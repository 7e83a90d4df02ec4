//! The attestation assembler: mask, encode, hash, quote, report, sign.

use std::time::Instant;

use base64_serde::base64_serde_type;
use notary_lib::proof_data::{
    prepare_multi_proof_data, prepare_proof_data, AttestationRequest, AttestationRequestWithDebug,
    EncodedPositions, EncodingValue, ProofPart, ResponseFormat, MAX_ORACLE_CHUNKS,
};
use notary_lib::OracleReport;
use serde::Serialize;
use tokio::task::JoinSet;
use utoipa::ToSchema;

use crate::error::HostError;
use crate::extractor::{self, ExtractDataResult, TargetUrl};
use crate::metrics;
use crate::AppState;

base64_serde_type!(Base64Standard, base64::engine::general_purpose::STANDARD);

/// TEE flavour tag; consumers dispatch verification on it.
pub const REPORT_TYPE: &str = "sgx";

/// A finished single-request attestation.
#[derive(Debug, Clone, Serialize, ToSchema)]
#[serde(rename_all = "camelCase")]
pub struct AttestationResponse {
    pub report_type: String,
    /// The TEE quote, standard base64.
    #[serde(with = "Base64Standard")]
    #[schema(value_type = String)]
    pub attestation_report: Vec<u8>,
    pub attestation_data: String,
    pub response_status_code: u16,
    pub timestamp: u64,
    /// Echo of the request with unaccepted headers masked.
    pub attestation_request: AttestationRequest,
    pub attestation_hash: String,
    pub request_hash: String,
    pub encoded_positions: EncodedPositions,
    pub oracle_report: String,
    pub signature: String,
    pub address: String,
}

/// One request's slice of a batched attestation.
#[derive(Debug, Clone, Serialize, ToSchema)]
#[serde(rename_all = "camelCase")]
pub struct TokenAttestation {
    pub chunk_index: usize,
    pub attestation_request: AttestationRequest,
    pub attestation_data: String,
    pub response_status_code: u16,
    pub request_hash: String,
    pub encoded_positions: EncodedPositions,
}
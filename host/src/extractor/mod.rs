//! Data extraction: fetch a caller-specified HTTPS target (or route to the
//! price-feed aggregator) and select one value from the response.

mod encode;
mod html;
mod json;

use std::sync::atomic::{AtomicU32, Ordering};
use std::time::Duration;

use backoff::ExponentialBackoff;
use notary_lib::proof_data::{AttestationRequest, HttpMethod, ResponseFormat};
use reqwest::Url;
use tracing::warn;

use crate::error::HostError;
use crate::price_feed::{self, PriceToken};
use crate::AppState;

pub use encode::{apply_encoding, MAX_PRECISION};

/// Reserved URL prefix routed to the price-feed aggregator.
pub const PRICE_FEED_URL_PREFIX: &str = "price_feed:";
/// Reserved URL prefix of the random endpoint; never reaches the extractor.
pub const RANDOM_URL_PREFIX: &str = "crypto/rand:";

/// Ceiling on target response bodies.
pub const MAX_RESPONSE_BODY_SIZE: usize = 4 << 20;
/// Attempts per target, retries included.
pub const MAX_FETCH_ATTEMPTS: u32 = 3;

const INITIAL_BACKOFF: Duration = Duration::from_secs(2);
const MAX_BACKOFF: Duration = Duration::from_secs(3);

/// Outcome of one extraction.
#[derive(Debug, Clone)]
pub struct ExtractDataResult {
    pub response_body: Vec<u8>,
    pub attestation_data: String,
    pub status_code: u16,
}

/// Where a request URL routes to.
#[derive(Debug, Clone)]
pub enum TargetUrl {
    PriceFeed(PriceToken),
    Web(Url),
}

/// Route a caller URL: reserved price-feed prefix or a normalized HTTPS
/// target.
pub fn classify_url(raw: &str) -> Result<TargetUrl, HostError> {
    let trimmed = raw.trim();
    if let Some(token) = trimmed.strip_prefix(PRICE_FEED_URL_PREFIX) {
        let token = token
            .trim()
            .parse::<PriceToken>()
            .map_err(|_| HostError::TokenNotSupported(token.trim().to_string()))?;
        return Ok(TargetUrl::PriceFeed(token));
    }
    Ok(TargetUrl::Web(normalize_url(trimmed)?))
}

/// Normalize a caller URL: default the scheme to `https`, refuse fragments,
/// refuse hostnames without a dot, refuse anything that is not HTTPS.
pub fn normalize_url(raw: &str) -> Result<Url, HostError> {
    let invalid = || HostError::InvalidUrl(raw.to_string());
    if raw.is_empty() {
        return Err(invalid());
    }
    let with_scheme = if raw.contains("://") {
        raw.to_string()
    } else {
        format!("https://{raw}")
    };
    let url = Url::parse(&with_scheme).map_err(|_| invalid())?;
    if url.scheme() != "https" {
        return Err(invalid());
    }
    if url.fragment().is_some() {
        return Err(invalid());
    }
    match url.host_str() {
        Some(host) if host.contains('.') => Ok(url),
        _ => Err(invalid()),
    }
}

/// Extract the attestation value for `request` at `timestamp`.
pub async fn extract_data_from_target_url(
    state: &AppState,
    request: &AttestationRequest,
    timestamp: u64,
) -> Result<ExtractDataResult, HostError> {
    match classify_url(&request.url)? {
        TargetUrl::PriceFeed(token) => {
            let result = price_feed::aggregate_price(
                &state.config,
                &state.http,
                token,
                timestamp,
                request.encoding_options.precision,
            )
            .await?;
            let attestation_data = result.vwap.clone();
            let response_body =
                serde_json::to_vec(&result).map_err(|e| HostError::Anyhow(e.into()))?;
            Ok(ExtractDataResult { response_body, attestation_data, status_code: 200 })
        }
        TargetUrl::Web(url) => extract_from_web(state, url, request).await,
    }
}

async fn extract_from_web(
    state: &AppState,
    url: Url,
    request: &AttestationRequest,
) -> Result<ExtractDataResult, HostError> {
    let host = url.host_str().ok_or_else(|| HostError::InvalidUrl(request.url.clone()))?;
    if !state.config.is_whitelisted(host) {
        return Err(HostError::ValidationFailed {
            field: "url".to_string(),
            reason: format!("hostname {host} is not whitelisted"),
        });
    }

    let response = fetch_with_retry(&state.http, request, &url).await?;
    let status_code = response.status().as_u16();
    if !response.status().is_success() {
        return Err(HostError::InvalidStatusCode(status_code));
    }

    let body = read_body_capped(response).await?;
    let selected = match request.response_format {
        ResponseFormat::Json => json::select_json(&body, &request.selector)?,
        ResponseFormat::Html => {
            html::select_html(&body, &request.selector, request.html_result_type)?
        }
    };
    let attestation_data = apply_encoding(&selected, &request.encoding_options)?;

    Ok(ExtractDataResult { response_body: body, attestation_data, status_code })
}

/// Send the request, retrying transport failures with 2–3 s exponential
/// backoff, at most [`MAX_FETCH_ATTEMPTS`] attempts. The wire request
/// carries the caller's original (unmasked) headers.
pub(crate) async fn fetch_with_retry(
    client: &reqwest::Client,
    request: &AttestationRequest,
    url: &Url,
) -> Result<reqwest::Response, HostError> {
    let backoff = ExponentialBackoff {
        initial_interval: INITIAL_BACKOFF,
        max_interval: MAX_BACKOFF,
        multiplier: 1.5,
        randomization_factor: 0.3,
        max_elapsed_time: Some(Duration::from_secs(20)),
        ..Default::default()
    };
    let attempts = AtomicU32::new(0);

    backoff::future::retry(backoff, || async {
        let attempt = attempts.fetch_add(1, Ordering::Relaxed) + 1;
        let method = match request.request_method {
            HttpMethod::Get => reqwest::Method::GET,
            HttpMethod::Post => reqwest::Method::POST,
        };
        let mut builder = client.request(method, url.clone());
        for (name, value) in &request.request_headers {
            builder = builder.header(name.as_str(), value.as_str());
        }
        if let Some(content_type) = &request.request_content_type {
            builder = builder.header(reqwest::header::CONTENT_TYPE, content_type);
        }
        if let Some(body) = &request.request_body {
            builder = builder.body(body.clone());
        }

        match builder.send().await {
            Ok(response) => Ok(response),
            Err(e) => {
                warn!(url = %url, attempt, error = %e, "target fetch failed");
                if attempt >= MAX_FETCH_ATTEMPTS {
                    Err(backoff::Error::permanent(e))
                } else {
                    Err(backoff::Error::transient(e))
                }
            }
        }
    })
    .await
    .map_err(|e| HostError::FetchingData(e.to_string()))
}

async fn read_body_capped(response: reqwest::Response) -> Result<Vec<u8>, HostError> {
    if let Some(length) = response.content_length() {
        if length > MAX_RESPONSE_BODY_SIZE as u64 {
            return Err(HostError::ReadingJsonResponse(format!(
                "response of {length} bytes exceeds the {MAX_RESPONSE_BODY_SIZE} byte limit"
            )));
        }
    }
    let bytes = response
        .bytes()
        .await
        .map_err(|e| HostError::ReadingJsonResponse(e.to_string()))?;
    if bytes.len() > MAX_RESPONSE_BODY_SIZE {
        return Err(HostError::ReadingJsonResponse(format!(
            "response of {} bytes exceeds the {MAX_RESPONSE_BODY_SIZE} byte limit",
            bytes.len()
        )));
    }
    Ok(bytes.to_vec())
}
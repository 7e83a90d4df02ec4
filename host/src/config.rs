//! Embedded configuration: the exchange table, token thresholds, whitelist
//! and service endpoints.
//!
//! The default configuration ships inside the binary (and therefore inside
//! the enclave measurement); an operator may replace it wholesale with
//! `--config-path`, which changes the measurement and is visible to
//! verifiers.

use std::collections::HashMap;
use std::path::Path;

use num_rational::BigRational;
use serde::Deserialize;

use crate::error::HostError;
use crate::rational::parse_decimal;

const DEFAULT_CONFIG: &str = include_str!("../config/notary.json");

#[derive(Debug, Clone, Deserialize)]
#[serde(rename_all = "camelCase")]
pub struct ExchangeConfig {
    pub base_url: String,
    /// Path template with a mandatory `{symbol}` placeholder.
    pub endpoint_template: String,
    /// Token name → exchange-native symbol.
    #[serde(default)]
    pub symbols: HashMap<String, String>,
    /// Pin of the venue's root CA, checked by the TLS layer inside the
    /// enclave manifest. Informational here.
    #[serde(default)]
    pub root_ca_hash: Option<String>,
}

#[derive(Debug, Clone, Deserialize)]
#[serde(rename_all = "camelCase")]
pub struct TokenConfig {
    pub exchanges: Vec<String>,
    pub tolerance_percent: String,
    pub mad_multiplier: String,
    pub max_spread_percent: String,
    pub min_volume_per_exchange: String,
    pub max_exchange_weight_percent: String,
}

/// Token thresholds parsed to rationals. Built once per aggregation.
#[derive(Debug, Clone)]
pub struct TokenThresholds {
    pub tolerance_percent: BigRational,
    pub mad_multiplier: BigRational,
    pub max_spread_percent: BigRational,
    pub min_volume_per_exchange: BigRational,
    pub max_exchange_weight_percent: BigRational,
}

impl TokenConfig {
    pub fn thresholds(&self) -> Result<TokenThresholds, HostError> {
        let parse = |name: &str, value: &str| {
            parse_decimal(value).ok_or_else(|| HostError::ValidationFailed {
                field: name.to_string(),
                reason: format!("{value:?} is not a decimal number"),
            })
        };
        Ok(TokenThresholds {
            tolerance_percent: parse("tolerancePercent", &self.tolerance_percent)?,
            mad_multiplier: parse("madMultiplier", &self.mad_multiplier)?,
            max_spread_percent: parse("maxSpreadPercent", &self.max_spread_percent)?,
            min_volume_per_exchange: parse("minVolumePerExchange", &self.min_volume_per_exchange)?,
            max_exchange_weight_percent: parse(
                "maxExchangeWeightPercent",
                &self.max_exchange_weight_percent,
            )?,
        })
    }
}

#[derive(Debug, Clone, Deserialize)]
#[serde(rename_all = "camelCase")]
pub struct NotaryConfig {
    pub min_exchanges_required: usize,
    pub max_allowed_time_diff_ms: u64,
    /// Roughtime-class authenticated time gateway.
    pub attestation_time_service: String,
    /// Header names sealed unmasked into user data.
    pub accepted_headers: Vec<String>,
    /// Hostnames the extractor may fetch from, plus the reserved URLs.
    pub whitelist: Vec<String>,
    pub exchanges: HashMap<String, ExchangeConfig>,
    pub tokens: HashMap<String, TokenConfig>,
}

impl NotaryConfig {
    /// The configuration compiled into the binary.
    pub fn embedded() -> Self {
        serde_json::from_str(DEFAULT_CONFIG).expect("embedded configuration is valid")
    }

    /// Load the embedded configuration, or the file at `path` if given.
    pub fn load(path: Option<&Path>) -> Result<Self, HostError> {
        let config: Self = match path {
            Some(path) => {
                let file = std::fs::File::open(path)
                    .map_err(|e| HostError::Anyhow(anyhow::anyhow!("opening {path:?}: {e}")))?;
                serde_json::from_reader(std::io::BufReader::new(file))
                    .map_err(|e| HostError::Anyhow(anyhow::anyhow!("parsing {path:?}: {e}")))?
            }
            None => Self::embedded(),
        };
        config.validate()?;
        Ok(config)
    }

    /// Reject configurations the aggregator or extractor cannot run with.
    pub fn validate(&self) -> Result<(), HostError> {
        let fail = |field: &str, reason: String| {
            Err(HostError::ValidationFailed { field: field.to_string(), reason })
        };

        if self.min_exchanges_required == 0 {
            return fail("minExchangesRequired", "must be at least 1".into());
        }
        if self.whitelist.is_empty() {
            return fail("whitelist", "must not be empty".into());
        }
        if self.accepted_headers.is_empty() {
            return fail("acceptedHeaders", "must not be empty".into());
        }
        if !self.attestation_time_service.starts_with("https://") {
            return fail("attestationTimeService", "must be an https URL".into());
        }

        for (name, exchange) in &self.exchanges {
            if !exchange.endpoint_template.contains("{symbol}") {
                return fail(
                    "exchanges",
                    format!("endpoint template of {name} lacks a {{symbol}} placeholder"),
                );
            }
            if !exchange.base_url.starts_with("https://") {
                return fail("exchanges", format!("base URL of {name} must be https"));
            }
        }

        for (token, token_config) in &self.tokens {
            if token_config.exchanges.is_empty() {
                return fail("tokens", format!("{token} has no exchanges"));
            }
            for exchange_name in &token_config.exchanges {
                let exchange = match self.exchanges.get(exchange_name) {
                    Some(e) => e,
                    None => {
                        return fail(
                            "tokens",
                            format!("{token} references unknown exchange {exchange_name}"),
                        )
                    }
                };
                if !exchange.symbols.contains_key(token) {
                    return fail(
                        "tokens",
                        format!("exchange {exchange_name} has no symbol for {token}"),
                    );
                }
            }
            token_config.thresholds()?;
        }
        Ok(())
    }

    /// Whether the extractor may fetch from `host`.
    pub fn is_whitelisted(&self, host: &str) -> bool {
        self.whitelist.iter().any(|entry| entry.eq_ignore_ascii_case(host))
    }
}

#[cfg(test)]
mod tests {
    use super::*;

    #[test]
    fn embedded_config_validates() {
        let config = NotaryConfig::embedded();
        config.validate().unwrap();
        assert!(config.tokens.contains_key("BTC"));
        assert!(config.tokens.contains_key("ETH"));
        assert!(config.tokens.contains_key("ALEO"));
        assert!(config.is_whitelisted("price_feed: btc"));
        assert!(config.is_whitelisted("API.BINANCE.COM"));
        assert!(!config.is_whitelisted("evil.example"));
    }

    #[test]
    fn thresholds_parse_to_rationals() {
        let config = NotaryConfig::embedded();
        let thresholds = config.tokens["BTC"].thresholds().unwrap();
        assert_eq!(thresholds.tolerance_percent, parse_decimal("2").unwrap());
        assert_eq!(thresholds.max_exchange_weight_percent, parse_decimal("40").unwrap());
    }

    #[test]
    fn validation_rejects_templates_without_placeholder() {
        let mut config = NotaryConfig::embedded();
        config.exchanges.get_mut("binance").unwrap().endpoint_template =
            "/api/v3/ticker/24hr".to_string();
        assert!(matches!(
            config.validate(),
            Err(HostError::ValidationFailed { .. })
        ));
    }

    #[test]
    fn validation_rejects_dangling_exchange_references() {
        let mut config = NotaryConfig::embedded();
        config.tokens.get_mut("BTC").unwrap().exchanges.push("hyperion".to_string());
        assert!(config.validate().is_err());
    }

    #[test]
    fn validation_rejects_zero_quorum() {
        let mut config = NotaryConfig::embedded();
        config.min_exchanges_required = 0;
        assert!(config.validate().is_err());
    }
}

....

» WHAT THE TASK ASKS
For this exercise, output exactly the lines above from the line with "has no symbol" to the line with "config.validate().unwrap();", counting both, and leave out the rest.

» ANSWER BELOW
                        format!("exchange {exchange_name} has no symbol for {token}"),
                    );
                }
            }
            token_config.thresholds()?;
        }
        Ok(())
    }

    /// Whether the extractor may fetch from `host`.
    pub fn is_whitelisted(&self, host: &str) -> bool {
        self.whitelist.iter().any(|entry| entry.eq_ignore_ascii_case(host))
    }
}

#[cfg(test)]
mod tests {
    use super::*;

    #[test]
    fn embedded_config_validates() {
        let config = NotaryConfig::embedded();
        config.validate().unwrap();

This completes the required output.